── EXTRACTED MATERIAL

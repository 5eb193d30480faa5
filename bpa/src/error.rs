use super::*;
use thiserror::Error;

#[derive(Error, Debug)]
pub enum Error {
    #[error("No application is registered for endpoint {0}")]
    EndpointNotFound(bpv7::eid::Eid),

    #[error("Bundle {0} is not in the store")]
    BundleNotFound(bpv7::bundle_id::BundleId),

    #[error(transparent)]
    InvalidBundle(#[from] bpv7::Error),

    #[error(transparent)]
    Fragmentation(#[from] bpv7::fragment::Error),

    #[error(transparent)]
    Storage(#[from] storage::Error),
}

────

# TRY IT:
Retype each of the preceding records exactly as printed.

# SOLUTION BELOW:
repository 5eb193d30480faa5
filename bpa/src/error.rs
use super::*;
use thiserror::Error;

#[derive(Error, Debug)]
pub enum Error {
    #[error("No application is registered for endpoint {0}")]
    EndpointNotFound(bpv7::eid::Eid),

    #[error("Bundle {0} is not in the store")]
    BundleNotFound(bpv7::bundle_id::BundleId),

    #[error(transparent)]
    InvalidBundle(#[from] bpv7::Error),

    #[error(transparent)]
    Fragmentation(#[from] bpv7::fragment::Error),

    #[error(transparent)]
    Storage(#[from] storage::Error),
}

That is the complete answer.